Across Mexico and the Southwestern United States, thousands of others have already completed the journey. Latino conversions to Judaism started in the 1980s, but lately they have been attracting the attention of social scientists and firing the passions of Jewish-born Mexicans, who generally refuse to accept the newcomers. Many converts say they are descendants of Inquisition-era Jews from Spain who escaped execution by becoming Catholics, but continued practicing Judaism in secret. As proof, some point to the fact that they grew up not eating pork or celebrating Christmas, customs they argue must have been passed down for hundreds of years.
Indeed, there were Jews who fled to the New World, including some aboard the ships of Christopher Columbus. But the notion of a religion secretly kept alive for centuries may be little more than romantic thinking. The Inquisition soon spread to the colonies, and no serious historian believes there was anybody covertly practicing Judaism by the time the crackdown ended in Mexico in 1820.
There is a more likely explanation for how some Jewish traditions ended up in 20th-century Latino families. In the early 1900s, U.S. missionaries arrived in Mexico preaching an odd branch of Christianity. It held that Jesus would return only when the Jews of the world united to welcome him.
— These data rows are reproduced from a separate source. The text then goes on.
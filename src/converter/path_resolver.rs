//! # Path Resolution Module
//!
//! Maps an input file onto the destination tree, keeping its position
//! relative to the source root.

use crate::error::ConvertError;
use std::path::{Path, PathBuf};
use tracing::debug;

/// Utility for computing destination paths
pub struct PathResolver;

impl PathResolver {
    /// `<dest_root>/<input relative to source_root>`.
    ///
    /// Inputs outside `source_root` land directly under `dest_root`.
    pub fn mirror_path(input_path: &Path, source_root: &Path, dest_root: &Path) -> PathBuf {
        let relative = match input_path.strip_prefix(source_root) {
            Ok(rel) if !rel.as_os_str().is_empty() => rel.to_path_buf(),
            _ => {
                debug!(
                    "{} is not under {}, using its file name",
                    input_path.display(),
                    source_root.display()
                );
                input_path
                    .file_name()
                    .map(PathBuf::from)
                    .unwrap_or_default()
            }
        };

        dest_root.join(relative)
    }

    /// Create the parent directories of `path` if necessary.
    ///
    /// Safe to call concurrently for the same directory.
    pub async fn ensure_parent_dirs(path: &Path) -> Result<(), ConvertError> {
        if let Some(parent) = path.parent() {
            tokio::fs::create_dir_all(parent)
                .await
                .map_err(|source| ConvertError::DestinationDir {
                    path: parent.to_path_buf(),
                    source,
                })?;
        }
        Ok(())
    }
}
But since Jews don’t believe Jesus was anything more than a scholar, the church set out to create an improved Jew, one who practiced nearly all the biblical customs but also believed Jesus was the Messiah. There are a few hundred such churches–known as Judeo-Christian congregations–currently in Mexico, and a Jew who steps into one today could be forgiven for mistaking it for a synagogue. The preacher stands under a Jewish star. Men and women are separated. The prayer book includes the Shema, the holiest Jewish prayer, and “Hatikvah,” the Israeli national anthem, in transliterated Hebrew. But a few pages later is the hymn “Great Things Christ Has Done for Me.”
Carvajal’s spiritual mentor, Carlos (Asher) Herrera, joined such a church in the 1970s. But over the next decade he and several other members decided to officially renounce Jesus and convert to true Judaism. The catalyst was Samuel Lerer, a renegade Israeli-born rabbi who had been working in Mexico City. Lerer, now 87, estimates that he has done 3,000 conversions across Mexico–a fervor that has made him the bane of Jewish leaders in Mexico City, who accuse him of proselytizing, which is discouraged in Jewish teachings.
Being born Jewish in an overwhelmingly Catholic–and sometimes anti-Semitic–part of the world is not easy. The converts face an extra hardship: they have been rejected by Mexico’s 50,000-strong Jewish establishment, which sees the newcomers as impostors intruding on their faith. Until recently the Veracruz converts prayed in a building owned by Telmex, the behemoth phone company where one of Herrera’s sons works. But union functions on the floor below often disturbed services. At the moment they now gather in a kindergarten. On a recent Friday night, Carvajal participated in his first Jewish service there, which he called “flavorful, exquisite.” No matter that two teenagers had to lead the service, since the man usually in charge, a crane operator, was called back to work.
Why would anyone want to join a faith that doesn’t welcome them? Maybe precisely for that reason. “The fewer you are, the more challenging the faith is. The more oppressed you are, the closer you are to God and the essence of things,” says Ilan Stavans, a prominent Jewish Mexican intellectual. Imagining an ancestral claim to the faith, a birthright denied, makes the struggle seem even more worthwhile.